> [Exercise goal]:
Return every line of the data below that includes the string "format".

> [Dataset entries]:
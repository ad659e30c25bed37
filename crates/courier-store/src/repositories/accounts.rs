//! Account repository — CRUD for the `accounts` table.
//!
//! Accounts are the ownership root: events, sends, schedules, agents, and
//! ignore rules all reference one. Accounts are soft-deactivated, never
//! deleted, so those references stay valid.

use courier_core::account::{AccountStatus, ManagedAccount};
use courier_core::ids;
use rusqlite::{Connection, OptionalExtension, Row, params};

use crate::errors::Result;
use crate::row::{now_rfc3339, parse_enum, parse_timestamp, parse_timestamp_opt};

/// Options for registering a new account.
pub struct CreateAccountOptions<'a> {
    /// Human-readable label.
    pub label: &'a str,
}

/// Account repository — stateless, every method takes `&Connection`.
pub struct AccountRepo;

const COLUMNS: &str = "id, label, external_identity, status, last_seen_at, created_at";

fn map_row(row: &Row<'_>) -> rusqlite::Result<ManagedAccount> {
    Ok(ManagedAccount {
        id: row.get(0)?,
        label: row.get(1)?,
        external_identity: row.get(2)?,
        status: parse_enum(3, &row.get::<_, String>(3)?, AccountStatus::from_sql)?,
        last_seen_at: parse_timestamp_opt(4, row.get(4)?)?,
        created_at: parse_timestamp(5, &row.get::<_, String>(5)?)?,
    })
}

impl AccountRepo {
    /// Register a new account in `pending` status.
    pub fn create(conn: &Connection, opts: &CreateAccountOptions<'_>) -> Result<ManagedAccount> {
        let id = ids::new_account_id();
        let now = now_rfc3339();
        let _ = conn.execute(
            "INSERT INTO accounts (id, label, status, created_at) VALUES (?1, ?2, 'pending', ?3)",
            params![id, opts.label, now],
        )?;
        Self::get_by_id(conn, &id)?.ok_or_else(|| crate::StoreError::not_found("account", id))
    }

    /// Get account by id.
    pub fn get_by_id(conn: &Connection, account_id: &str) -> Result<Option<ManagedAccount>> {
        let row = conn
            .query_row(
                &format!("SELECT {COLUMNS} FROM accounts WHERE id = ?1"),
                params![account_id],
                map_row,
            )
            .optional()?;
        Ok(row)
    }

    /// List all accounts, oldest first.
    pub fn list(conn: &Connection) -> Result<Vec<ManagedAccount>> {
        let mut stmt =
            conn.prepare(&format!("SELECT {COLUMNS} FROM accounts ORDER BY created_at"))?;
        let rows = stmt
            .query_map([], map_row)?
            .collect::<std::result::Result<Vec<_>, _>>()?;
        Ok(rows)
    }

    /// List accounts that should hold a live connection (not deactivated).
    pub fn list_active(conn: &Connection) -> Result<Vec<ManagedAccount>> {
        let mut stmt = conn.prepare(&format!(
            "SELECT {COLUMNS} FROM accounts WHERE status != 'deactivated' ORDER BY created_at"
        ))?;
        let rows = stmt
            .query_map([], map_row)?
            .collect::<std::result::Result<Vec<_>, _>>()?;
        Ok(rows)
    }

    /// Update lifecycle status. Returns `false` if the account is missing.
    ///
    /// Deactivated accounts are sticky: supervisor status writes racing a
    /// deactivation must not resurrect the account.
    pub fn update_status(
        conn: &Connection,
        account_id: &str,
        status: AccountStatus,
    ) -> Result<bool> {
        let changed = conn.execute(
            "UPDATE accounts SET status = ?1 WHERE id = ?2 AND status != 'deactivated'",
            params![status.as_sql(), account_id],
        )?;
        Ok(changed > 0)
    }

    /// Record the external identity once learned at login.
    pub fn set_external_identity(
        conn: &Connection,
        account_id: &str,
        identity: &str,
    ) -> Result<bool> {
        let changed = conn.execute(
            "UPDATE accounts SET external_identity = ?1 WHERE id = ?2",
            params![identity, account_id],
        )?;
        Ok(changed > 0)
    }

    /// Bump `last_seen_at` to now.
    pub fn touch_last_seen(conn: &Connection, account_id: &str) -> Result<bool> {
        let changed = conn.execute(
            "UPDATE accounts SET last_seen_at = ?1 WHERE id = ?2",
            params![now_rfc3339(), account_id],
        )?;
        Ok(changed > 0)
    }

    /// Soft-deactivate. Idempotent.
    pub fn deactivate(conn: &Connection, account_id: &str) -> Result<bool> {
        let changed = conn.execute(
            "UPDATE accounts SET status = 'deactivated' WHERE id = ?1",
            params![account_id],
        )?;
        Ok(changed > 0)
    }

    /// Count all accounts.
    pub fn count(conn: &Connection) -> Result<i64> {
        let count: i64 = conn.query_row("SELECT COUNT(*) FROM accounts", [], |row| row.get(0))?;
        Ok(count)
    }
}

// ─────────────────────────────────────────────────────────────────────────────
// Tests
// ─────────────────────────────────────────────────────────────────────────────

> [Response]:
                &format!("SELECT {COLUMNS} FROM accounts WHERE id = ?1"),
            conn.prepare(&format!("SELECT {COLUMNS} FROM accounts ORDER BY created_at"))?;
        let mut stmt = conn.prepare(&format!(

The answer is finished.